The poem begins with a familiar line: “Cold & golden lay the high heroine / in a wilderness of bears.” Who the bears are gets pinned down in lines 7-8: After looking around (back in the States) and realizing “This place is theirs,” Henry had decided “I will not live here / among my thugs.” The bears are thugs, but they’re his thugs, i.e., I think, his fellow countrymen. So, “Lo, and he went away / to Dublin’s fair city.” Yes he did. “There he met at once two ladies dear / with problems, problems. Henry could not say / like their parish priest ‘Pray’.” Well, no, he can’t tell them that, can he? He’s not a true believer, not from what gets established in the work. Orders to pray from a priest would still have currency and influence in Ireland, but Henry is candid enough to realize that could never be his mode, at least not yet. “He immersed himself in their disabled fates / the catafalque above all for instance T—’s / and others bound to come.” Hard to say who the two ladies are, but it does seem likely they’re real people. A “catafalque” is the support for the coffin in an elaborate funeral, so the ladies seem rich or influential, and probably elderly. You often meet people like that at literary gatherings.

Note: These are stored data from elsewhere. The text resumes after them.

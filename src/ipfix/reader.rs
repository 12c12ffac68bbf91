use std::io::Read;

use bytes::Bytes;

use super::{
    HEADER_SIZE, Header, Message, OPTIONS_TEMPLATE_SET_ID, OptionsTemplateRecord, Set,
    TEMPLATE_SET_ID, Template, VERSION,
};
use crate::Error;
use crate::config::ReaderConfig;
use crate::data::DataSet;
use crate::field::FieldSpecifier;
use crate::set::{decode_records, read_set_body, read_set_header, unknown_data_set};
use crate::state::{Budget, Sequencer, State};
use crate::stream::ReadExt;
use crate::template::{MIN_TEMPLATE_ID, TemplateCache, TemplateRecord};
use crate::wire::OnWire;

/// Reads IPFIX messages from a stream. The header length bounds how many
/// bytes of sets follow, a set that would cross it is refused before its
/// body is read.
pub struct Reader<R> {
    inner: R,
    config: ReaderConfig,
    sequencer: Sequencer,
    observation_domain_id: u32,
    templates: TemplateCache<Template>,
}

impl<R: Read> Reader<R> {
    pub fn new(inner: R) -> Self {
        Self::with_config(inner, ReaderConfig::default())
    }

    pub fn with_config(inner: R, config: ReaderConfig) -> Self {
        Reader {
            inner,
            templates: TemplateCache::with_limit(config.max_templates),
            config,
            sequencer: Sequencer::default(),
            observation_domain_id: 0,
        }
    }

    #[inline]
    pub fn state(&self) -> State {
        self.sequencer.state()
    }

    #[inline]
    pub fn templates(&self) -> &TemplateCache<Template> {
        &self.templates
    }

    /// Template `id` of the observation domain of the last message header.
    pub fn template(&self, id: u16) -> Option<&Template> {
        self.templates.get(self.observation_domain_id, id)
    }

    /// Read the next message header, `None` once the stream is exhausted.
    pub fn read_header(&mut self) -> Result<Option<Header>, Error> {
        self.sequencer.expect_packet_header()?;

        let mut buf = [0u8; HEADER_SIZE];
        if !self.inner.read_full_or_eof(&mut buf)? {
            return Ok(None);
        }

        let header = Header::decode(&mut &buf[..])?;
        if header.version != VERSION {
            return Err(Error::IncompatibleVersion(header.version));
        }
        if (header.length as usize) < HEADER_SIZE {
            return Err(Error::InvalidMessageLength(header.length));
        }

        self.observation_domain_id = header.observation_domain_id;
        self.sequencer
            .begin_packet(Budget::Bytes(header.length as usize - HEADER_SIZE))?;

        Ok(Some(header))
    }

    /// Read one set of the current message.
    pub fn read_set(&mut self) -> Result<Set, Error> {
        self.sequencer.expect_flow_set()?;

        let header = read_set_header(&mut self.inner)?;
        self.sequencer.check(header.length as usize)?;
        let body = read_set_body(&mut self.inner, &header)?;
        self.sequencer.consume(header.length as usize)?;

        let domain = self.observation_domain_id;
        let set = match header.id {
            TEMPLATE_SET_ID => {
                let templates: Vec<TemplateRecord<FieldSpecifier>> = decode_records(&body, 4)?;
                Set::Templates(templates)
            }
            OPTIONS_TEMPLATE_SET_ID => {
                let templates: Vec<OptionsTemplateRecord> = decode_records(&body, 4)?;
                Set::OptionsTemplates(templates)
            }
            id if id >= MIN_TEMPLATE_ID => match self.templates.get(domain, id) {
                Some(template) => Set::Data(DataSet::decode_body(id, template, &body)?),
                None => Set::Raw {
                    id,
                    data: unknown_data_set(self.config.unknown_template, domain, id, body)?,
                },
            },
            id => {
                warn!(
                    message = "skipping set with reserved id",
                    id,
                    length = header.length,
                );

                Set::Raw {
                    id,
                    data: Bytes::from(body),
                }
            }
        };

        for template in set.templates() {
            self.templates.learn(domain, template);
        }

        Ok(set)
    }

    /// Read a header and every set within its length.
    pub fn read_message(&mut self) -> Result<Option<Message>, Error> {
        let Some(header) = self.read_header()? else {
            return Ok(None);
        };

        let mut sets = Vec::new();
        while self.sequencer.state() == State::AwaitingFlowSet {
            sets.push(self.read_set()?);
        }

        Ok(Some(Message { header, sets }))
    }

    /// Drop the rest of the current message, the next read must be a
    /// header. Learned templates are kept.
    pub fn reset(&mut self) {
        self.sequencer.reset();
    }

    pub fn into_inner(self) -> R {
        self.inner
    }
}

So, we know he had run from the bears in a dream, and the dream significance of the bears seems restated here: They’re thuggish American Philistines, well worth running from. The poem ends with a kind of ironic joke: “The White House invitation came today, / three weeks after the reception, hey, / Henry not being at home.” A White House invitation marks the very pinnacle of American recognition, our answer to tea with the Queen. But he doesn’t even hear about it until three weeks after the fact, having run from the high heroine’s cohort of slavering bears.

The poem is meant to elicit an ironic chuckle, I think. Figures. Having run from home, he misses out on a high-honored accolade from home. The bears he so fears wanted to put a crown on him! Figures.

Even though he missed out due to the slow, ship-bound mail service, the invitation is still worth mentioning as testament to the recognition he is so invested in attracting.